Dengan diantar mbaknya Bela sampe ke ujung pintu, hehe emang pintu ada ujungnya ya.. saya melangkahkan kaki untuk pulang ke kontrakan. Kontrakan saya agak jauh dari rumah Bela. Untuk naik angkutan umum juga harus berjalan agak jauh. Jadi saya putuskan untuk naik ojek aja. Emm, sebenernya kalau ga terpaksa saya enggan naik ojek. Saya melihat ada dua ojek di seberang jalan. Salah satunya menghampiri saya.
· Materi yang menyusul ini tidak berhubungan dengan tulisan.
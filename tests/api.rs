//! Black-box scenarios against the item router.
//!
//! Every test builds its own router, so stores never leak between tests.

use axum::body::{to_bytes, Body};
use axum::http::{header, Method, Request, StatusCode};
use axum::Router;
use pretty_assertions::assert_eq;
use serde_json::{json, Value};
use tower::ServiceExt;

use item_service::api::{create_router, AppState};
use item_service::items::Item;

struct TestApp {
    router: Router,
    state: AppState,
}

impl TestApp {
    fn new() -> Self {
        let state = AppState::new();
        Self {
            router: create_router(state.clone()),
            state,
        }
    }

    async fn request(&self, method: Method, uri: &str, body: Body, json: bool) -> (StatusCode, Value) {
        let mut builder = Request::builder().method(method).uri(uri);
        if json {
            builder = builder.header(header::CONTENT_TYPE, "application/json");
        }

        let response = self
            .router
            .clone()
            .oneshot(builder.body(body).unwrap())
            .await
            .unwrap();
        let status = response.status();
        let bytes = to_bytes(response.into_body(), usize::MAX).await.unwrap();
        let value = serde_json::from_slice(&bytes).unwrap_or(Value::Null);
        (status, value)
    }

    async fn get(&self, uri: &str) -> (StatusCode, Value) {
        self.request(Method::GET, uri, Body::empty(), false).await
    }

    async fn post(&self, uri: &str, body: Value) -> (StatusCode, Value) {
        self.request(Method::POST, uri, Body::from(body.to_string()), true)
            .await
    }

    async fn put(&self, uri: &str, body: Value) -> (StatusCode, Value) {
        self.request(Method::PUT, uri, Body::from(body.to_string()), true)
            .await
    }

    async fn stored(&self) -> Vec<Item> {
        self.state.store.list().await
    }
}

#[tokio::test]
async fn health_is_ok() {
    let app = TestApp::new();
    let (status, body) = app.get("/health").await;

    assert_eq!(status, StatusCode::OK);
    assert_eq!(body, json!({"status": "ok"}));
}

#[tokio::test]
async fn empty_store_lists_nothing() {
    let app = TestApp::new();
    let (status, body) = app.get("/items").await;

    assert_eq!(status, StatusCode::OK);
    assert_eq!(body, json!([]));
}

#[tokio::test]
async fn list_reflects_created_items() {
    let app = TestApp::new();
    app.post("/items", json!({"name": "Apples", "quantity": 3})).await;

    let (status, body) = app.get("/items").await;
    assert_eq!(status, StatusCode::OK);
    assert_eq!(body, json!([{"name": "Apples", "quantity": 3}]));
}

#[tokio::test]
async fn first_and_second_creates_get_sequential_indices() {
    let app = TestApp::new();

    let (status, body) = app.post("/items", json!({"name": "Apples", "quantity": 3})).await;
    assert_eq!(status, StatusCode::CREATED);
    assert_eq!(body["message"], "item added");
    assert_eq!(body["item"], json!({"name": "Apples", "quantity": 3}));
    assert_eq!(body["index"], 0);
    assert_eq!(app.stored().await, vec![Item::new("Apples", 3)]);

    let (status, body) = app.post("/items", json!({"name": "Bananas", "quantity": 5})).await;
    assert_eq!(status, StatusCode::CREATED);
    assert_eq!(body["index"], 1);
    assert_eq!(
        app.stored().await,
        vec![Item::new("Apples", 3), Item::new("Bananas", 5)]
    );
}

#[tokio::test]
async fn missing_fields_are_bad_requests() {
    let app = TestApp::new();

    for payload in [json!({"quantity": 3}), json!({"name": "Apples"}), json!({})] {
        let (status, body) = app.post("/items", payload).await;
        assert_eq!(status, StatusCode::BAD_REQUEST);
        assert_eq!(body["detail"], "Invalid request payload");
        assert!(body["errors"].as_array().is_some_and(|e| !e.is_empty()));
    }
    assert!(app.stored().await.is_empty());
}

#[tokio::test]
async fn wrong_types_are_bad_requests() {
    let app = TestApp::new();
    let (status, body) = app.post("/items", json!({"name": 123, "quantity": "abc"})).await;

    assert_eq!(status, StatusCode::BAD_REQUEST);
    assert_eq!(body["errors"].as_array().map(Vec::len), Some(2));
    assert!(app.stored().await.is_empty());
}

#[tokio::test]
async fn blank_names_are_rejected() {
    let app = TestApp::new();

    for name in ["", "   "] {
        let (status, body) = app.post("/items", json!({"name": name, "quantity": 3})).await;
        assert_eq!(status, StatusCode::BAD_REQUEST);
        assert_eq!(body, json!({"detail": "Name must not be empty"}));
    }
    assert!(app.stored().await.is_empty());
}

#[tokio::test]
async fn quantities_below_one_are_rejected() {
    let app = TestApp::new();

    for quantity in [0, -5] {
        let (status, body) = app
            .post("/items", json!({"name": "Apples", "quantity": quantity}))
            .await;
        assert_eq!(status, StatusCode::BAD_REQUEST);
        assert_eq!(body, json!({"detail": "Quantity must be >= 1"}));
    }
    assert!(app.stored().await.is_empty());
}

#[tokio::test]
async fn non_json_body_is_bad_request_with_errors() {
    let app = TestApp::new();
    let (status, body) = app
        .request(Method::POST, "/items", Body::from("this is not json"), true)
        .await;

    assert_eq!(status, StatusCode::BAD_REQUEST);
    assert_eq!(body["detail"], "Invalid request payload");
    assert_eq!(body["errors"][0]["type"], "json_invalid");
    assert!(app.stored().await.is_empty());
}

#[tokio::test]
async fn missing_content_type_is_bad_request() {
    let app = TestApp::new();
    let (status, body) = app
        .request(
            Method::POST,
            "/items",
            Body::from(r#"{"name":"Apples","quantity":3}"#),
            false,
        )
        .await;

    assert_eq!(status, StatusCode::BAD_REQUEST);
    assert_eq!(body["errors"][0]["type"], "content_type");
}

#[tokio::test]
async fn update_replaces_item_in_place() {
    let app = TestApp::new();
    app.post("/items", json!({"name": "Apples", "quantity": 3})).await;
    app.post("/items", json!({"name": "Bananas", "quantity": 5})).await;

    let (status, body) = app.put("/items/0", json!({"name": "Updated", "quantity": 10})).await;

    assert_eq!(status, StatusCode::OK);
    assert_eq!(
        body,
        json!({"message": "item updated", "index": 0, "item": {"name": "Updated", "quantity": 10}})
    );
    assert_eq!(
        app.stored().await,
        vec![Item::new("Updated", 10), Item::new("Bananas", 5)]
    );
}

#[tokio::test]
async fn update_out_of_range_is_not_found() {
    let app = TestApp::new();
    app.post("/items", json!({"name": "Apples", "quantity": 3})).await;

    for uri in ["/items/1", "/items/99", "/items/-1", "/items/99999999999999999999"] {
        let (status, body) = app.put(uri, json!({"name": "X", "quantity": 1})).await;
        assert_eq!(status, StatusCode::NOT_FOUND, "{uri}");
        assert_eq!(body, json!({"detail": "Item not found"}));
    }
    assert_eq!(app.stored().await, vec![Item::new("Apples", 3)]);
}

#[tokio::test]
async fn update_on_empty_store_is_not_found() {
    let app = TestApp::new();
    let (status, body) = app.put("/items/3", json!({"name": "Test", "quantity": 1})).await;

    assert_eq!(status, StatusCode::NOT_FOUND);
    assert_eq!(body, json!({"detail": "Item not found"}));
}

#[tokio::test]
async fn invalid_update_body_is_bad_request_even_for_missing_index() {
    let app = TestApp::new();
    app.post("/items", json!({"name": "Apples", "quantity": 3})).await;

    let cases = [
        ("/items/0", json!({"quantity": 5})),
        ("/items/0", json!({"name": "", "quantity": 3})),
        ("/items/0", json!({"name": "Apples", "quantity": 0})),
        ("/items/99", json!({"name": "", "quantity": 3})),
        ("/items/-1", json!({"name": "X"})),
    ];

    for (uri, payload) in cases {
        let (status, _) = app.put(uri, payload).await;
        assert_eq!(status, StatusCode::BAD_REQUEST, "{uri}");
    }
    assert_eq!(app.stored().await, vec![Item::new("Apples", 3)]);
}

#[tokio::test]
async fn update_rule_messages_match_create() {
    let app = TestApp::new();
    app.post("/items", json!({"name": "Apples", "quantity": 3})).await;

    let (_, body) = app.put("/items/0", json!({"name": "", "quantity": 3})).await;
    assert_eq!(body["detail"], "Name must not be empty");

    let (_, body) = app.put("/items/0", json!({"name": "Apples", "quantity": 0})).await;
    assert_eq!(body["detail"], "Quantity must be >= 1");
}

#[tokio::test]
async fn simulate_error_always_fails() {
    let app = TestApp::new();
    app.post("/items", json!({"name": "Apples", "quantity": 3})).await;

    for _ in 0..2 {
        let (status, body) = app.get("/simulate-error").await;
        assert_eq!(status, StatusCode::INTERNAL_SERVER_ERROR);
        assert_eq!(body, json!({"detail": "Simulated internal server error"}));
    }
    assert_eq!(app.stored().await.len(), 1);
}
Usia tukang ojek itu saya perkirakan sekitar 60 tahunan. Dengan suara yang setengah berteriak, dia menawarkan mantel. "Ini baru aja dicuci neng, jangan takut", masih dengan nada agak tinggi supaya suaranya terdengar oleh saya. Saya bilang, "ke SPBU Otista ya Pak". Tampaknya bapak tua itu bingung. "Engkong ga tau neng arahnya kemana, kasih tau engkong ya nanti.". Bapak tua itu mengendarai sepeda motornya dengan kecepatan rendah, dia bilang khawatir terpeleset karena jalanannya licin.

Dalam gerimis seperti itu, si engkong masih bersemangat untuk mencari nafkah. Sementara saya kalau hujan sedikit aja sudah malas untuk keluar rumah. Eh tapi itu saya juga lagi cari nafkah ya, :p.. hehee. Tetep aja beda saya sama si engkong semangatnya. Badannya kan udah ga setegap dulu lagi. Pasti lebih mudah sakit-sakitan. Sesampainya di SPBU Otista, saya mengambil uang untuk membayar jasa ojek engkong. Saya mikir lagi, pasti lebih ribet mengendarai motor dalam kondisi hujan gerimis. Lebih dingin juga, pokoknya usahanya lebih besar daripada kalau nggak hujan. Akhirnya saya melebihkan sedikit ongkosnya dari ongkos yang normal. Enggak disangka, reaksi si engkong membuat saya takjub. "Aduh engkong makasih banget ya neng", ucapnya. Saya ga nyangka, dengan uang beberapa ribu saja engkong itu sudah berterimakasih yang seperti itu. Bagaimana kalau dapat yang lebih besar lagi ya. Itu cermin lagi untuk saya, selama ini ketika mendapat uang rasanya memang senang. Tetapi sering lupa berterimakasih sama yang memberi rezeki. Bahkan jeleknya, saya mikir itu kan memang hak saya. Coba pikir deh, ongkos itu kan memang haknya engkong ya? Tapi dia tetep bilang terimakasih, tulus lagi bilangnya.

Sejak hari itu, saya mendapat pelajaran bahwa bekerja bukan hanya sekadar untuk mencari materi, tapi untuk mencari pengalaman-pengalaman berharga. Ketemu sama engkong tu sesuatu yang sangat berharga menurut saya,, hihi. Bekerja juga harus sepenuh hati, bersyukur atas apapun yang diterima, sekecil apapun. Kalau untuk hal-hal yang kecil aja kita ga bisa bersyukur, bagaimana kalau diberi yang lebih banyak lagi?